In that sense, it’s not hard to draw a parallel between government’s exhortations then and, First Lady Michelle Obama’s current initiatives to dot the national culinary landscape with a few more wholesome vistas. But while more recent efforts to change American dietary patterns have revolved around suggestions such as swapping potato chips with kale chips, the direness of the Depression reduced public campaigns about food to humbler aims—providing basic sustenance and battling vitamin deficiencies—which were austerely championed by Eleanor Roosevelt. “In home economics, Eleanor found a way of thinking about food that was consistent with her values,” write Ziegelman and Coe. “Built on self-denial, scientific cookery not only dismissed pleasure as nonessential but also treated it as an impediment to healthy eating.”

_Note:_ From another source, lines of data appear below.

/// Split concatenated hyperparameters into per-kernel vectors of given sizes
pub fn split_hypers<F: Float>(hypers: &Array1<F>, sizes: &[usize]) -> Result<Vec<Array1<F>>> {
    let total: usize = sizes.iter().sum();
    if hypers.len() != total {
        return Err(GpError::LengthMismatch(format!(
            "{} hyperparameters given while kernels require {}",
            hypers.len(),
            total
        )));
    }
    let mut start = 0;
    Ok(sizes
        .iter()
        .map(|&size| {
            let h = hypers.slice(s![start..start + size]).to_owned();
            start += size;
            h
        })
        .collect())
}

/// Block diagonal matrix of the given square blocks
pub fn expand<F: Float>(blocks: &[Array2<F>]) -> Array2<F> {
    let n: usize = blocks.iter().map(|b| b.nrows()).sum();
    let mut res = Array2::zeros((n, n));
    let mut start = 0;
    for b in blocks {
        let end = start + b.nrows();
        res.slice_mut(s![start..end, start..end]).assign(b);
        start = end;
    }
    res
}

/// Stack the columns of a (n, C) matrix into a vector of length `n * C`
pub fn stack<F: Float>(m: &ArrayBase<impl Data<Elem = F>, Ix2>) -> Array1<F> {
    m.t().iter().cloned().collect()
}

/// Inverse of [stack]
pub fn unstack<F: Float>(v: &Array1<F>, n_classes: usize) -> Array2<F> {
    let n = v.len() / n_classes;
    Array2::from_shape_fn((n, n_classes), |(i, c)| v[c * n + i])
}

/// Row-wise softmax of latent values (n, C)
pub fn softmax<F: Float>(f: &ArrayBase<impl Data<Elem = F>, Ix2>) -> Array2<F> {
    let mut res = f.to_owned();
    for mut row in res.rows_mut() {
        let max = row.fold(F::neg_infinity(), |m, &v| m.max(v));
        row.mapv_inplace(|v| (v - max).exp());
        let total = row.sum();
        row.mapv_inplace(|v| v / total);
    }
    res
}

/// `log(sum(exp(f_c)))` for every row
fn log_sum_exp<F: Float>(f: &Array2<F>) -> Array1<F> {
    f.map_axis(Axis(1), |row| {
        let max = row.fold(F::neg_infinity(), |m, &v| m.max(v));
        max + row.fold(F::zero(), |acc, &v| acc + (v - max).exp()).ln()
    })
}

/// Laplace approximation at the latent mode of a multi-class problem
#[derive(Clone, Debug)]
pub(crate) struct MultiLaplaceMode<F: Float> {
    /// Latent mode (n, C)
    pub f: Array2<F>,
    /// Stacked `K^-1 f`
    pub a: Array1<F>,
    /// Negative approximate log marginal likelihood
    pub logq: F,
}

/// Per-class `E_c = D_c^1/2 (I + D_c^1/2 K_c D_c^1/2)^-1 D_c^1/2`
/// and the sum of the log diagonals of the factorizations
fn class_factors<F: Float>(ks: &[Array2<F>], pi: &Array2<F>) -> Result<(Vec<Array2<F>>, F)> {
    let mut z = F::zero();
    let es = ks
        .iter()
        .zip(pi.columns())
        .map(|(k, pi_c)| {
            let d_sqrt = pi_c.mapv(|p| p.sqrt());
            let mut b = k.to_owned();
            Zip::indexed(&mut b).for_each(|(i, j), v| *v = *v * d_sqrt[i] * d_sqrt[j]);
            b.diag_mut().mapv_inplace(|v| v + F::one());
            let chol = StabilizedCholesky::factorize(&b)?;
            z += chol.sum_log_diag();
            let mut e = chol.solve_mat(&Array2::from_diag(&d_sqrt))?;
            Zip::from(e.rows_mut())
                .and(&d_sqrt)
                .for_each(|mut row, &d| row.mapv_inplace(|v| v * d));
            Ok(e)
        })
        .collect::<Result<Vec<_>>>()?;
    Ok((es, z))
}

/// Training data of a multi-class classification
pub(crate) struct MultiClassificationProblem<'a, F: Float, K: Kernel<F>> {
    pub kernels: &'a [K],
    pub sizes: &'a [usize],
    pub x: ArrayView2<'a, K::Elem>,
    /// One-hot labels (n, C)
    pub y: ArrayView2<'a, F>,
    /// Newton iterations budget
    pub max_iterations: usize,
}

impl<'a, F: Float, K: Kernel<F>> MultiClassificationProblem<'a, F, K> {
    fn class_covs(&self, hypers: &Array1<F>) -> Result<Vec<Array2<F>>> {
        Ok(self
            .kernels
            .iter()
            .zip(split_hypers(hypers, self.sizes)?)
            .map(|(kernel, h)| kernel.self_cov(&self.x, &h))
            .collect())
    }

    /// Newton iterations towards the latent mode from `guess` (n, C), zeros by default
    pub fn find_f(&self, hypers: &Array1<F>, guess: Option<&Array2<F>>) -> Result<MultiLaplaceMode<F>> {
        let (n, n_classes) = self.y.dim();
        let mut f = match guess {
            Some(g) if g.dim() != (n, n_classes) => {
                return Err(GpError::LengthMismatch(format!(
                    "latent guess of shape {:?} given for {} items and {} classes",
                    g.dim(),
                    n,
                    n_classes
                )))
            }
            Some(g) => stack(g),
            None => Array1::zeros(n * n_classes),
        };
        let ks = self.class_covs(hypers)?;
        let k_big = expand(&ks);
        let y = stack(&self.y);
        let tol = F::cast(MULTI_LAPLACE_TOL);
        let eps = F::epsilon();

        let mut consecutive = 0;
        let mut change = F::infinity();
        for iter in 0..self.max_iterations {
            let f_mat = unstack(&f, n_classes);
            let pi = softmax(&f_mat);
            let (es, _) = class_factors(&ks, &pi)?;
            let m = es.iter().fold(Array2::zeros((n, n)), |acc, e| acc + e);
            let chol_m = StabilizedCholesky::factorize(&m)?;

            // b = (D - Pi Pi^T) f + y - pi
            let pi_f = (&pi * &f_mat).sum_axis(Axis(1));
            let mut b_mat = &pi * &f_mat;
            Zip::from(b_mat.rows_mut())
                .and(pi.rows())
                .and(&pi_f)
                .for_each(|mut row, pi_i, &pf| row.zip_mut_with(&pi_i, |v, &p| *v -= p * pf));
            let b = stack(&b_mat) + &y - stack(&pi);

            let e_big = expand(&es);
            let c = e_big.dot(&k_big.dot(&b));
            let rt_c = unstack(&c, n_classes).sum_axis(Axis(1));
            let s = chol_m.solve(&rt_c)?;
            let r_s: Array1<F> = (0..n_classes).flat_map(|_| s.iter().cloned()).collect();
            let a = b - c + e_big.dot(&r_s);
            let f_new = k_big.dot(&a);

            let diff = &f_new - &f;
            change = diff.dot(&diff) / f_new.dot(&f_new).max(eps);
            f = f_new;
            consecutive = if change < tol { consecutive + 1 } else { 0 };
            if consecutive >= LAPLACE_CONSECUTIVE {
                debug!("Multi-class Laplace mode found after {} iterations", iter + 1);
                let f_mat = unstack(&f, n_classes);
                let (_, z) = class_factors(&ks, &softmax(&f_mat))?;
                let logq = self.logq(&f_mat, &a, z);
                return Ok(MultiLaplaceMode { f: f_mat, a, logq });
            }
        }
        Err(GpError::NonConvergence {
            max_iterations: self.max_iterations,
            last_change: change.to_f64().unwrap_or(f64::NAN),
        })
    }

    /// `0.5 * a^T f - y^T f + sum(log(sum(exp(f_i)))) + z`
    fn logq(&self, f: &Array2<F>, a: &Array1<F>, z: F) -> F {
        let stacked = stack(f);
        F::cast(0.5) * a.dot(&stacked) - stack(&self.y).dot(&stacked) + log_sum_exp(f).sum() + z
    }
}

Accordingly, ethnic foods with their (supposedly) hunger-triggering spices were vilified and considered “stimulants” along the lines of caffeine and so, in their stead came prune puddings, canned-meat stews, and dairy-heavy vegetable casseroles featuring America’s first fortified foods. And, though diminished by decades of culinary evolution, there are still vestiges of this old way of eating at tables across America. “Some of the wacky creations—the Jell-O salads, the cans of celery soup mixed with tuna fish and mashed potatoes—that’s maybe not happening here [in New York], but I think that’s very much alive more toward the middle of the country,” Ziegelman explained. (Indeed, in this month’s Atlantic cover story, President Barack Obama tells Ta-Nehisi Coates about coming across the familiar sight of “the same Jell-O mold that my grandmother served” when he enters the homes of white farmers and trade unionists.)
Beyond the science-driven fare and nutritionism of the Depression diet, American foodways were also reshaped by government projects that slowly pushed the United States toward recovery. “Before the Depression, America was not very well connected by roads and rails,” Coe explains. The New Deal-mandated creation of infrastructure—which also included power lines and electricity—would pull rural farm areas into larger food systems and eventually help deliver refrigerators to the masses. While canning and pickling and seasonal, farm-to-table meals may have recently come crashing back into vogue in the United States, it was these labor-intensive methods from which many households were seeking reprieve. “Farmers could now sell their produce at the nearest regional center where it would be distributed all across the country and, at the same time, they could now get out-of-season foods, canned foods, frozen foods, or fresh oranges from Florida or California all around the year,” says Coe.
Though it may seem like boom times for haute eating, there are resemblances, both subtle and obvious, between modern-day America and its Depression-era analogue. As Ziegelman explains, parents are still trying to sneak vegetables into their children’s food while the reign of nutrition bars and protein shakes might appear to be the souped-up descendents of the technology-enabled, basic-by-design fare of the 1930s. More urgently, hunger has returned. “As of 2014, the most recent year on record, 14 percent of all American households are not food secure,” Ned Resnikoff noted in The Atlantic back in July‚ a three-point bump from pre-Great Recession levels. “That’s approximately 17.4 million homes across the United States, populated with more than 48 million hungry people.” The relative inexpensiveness of food in the United States, which has long softened the blow of stagnant wages, may fall out of reach once again. And given how proposed spending cuts could be meted out by President-elect Trump and his administration, those numbers of hungry Americans seem destined to go up.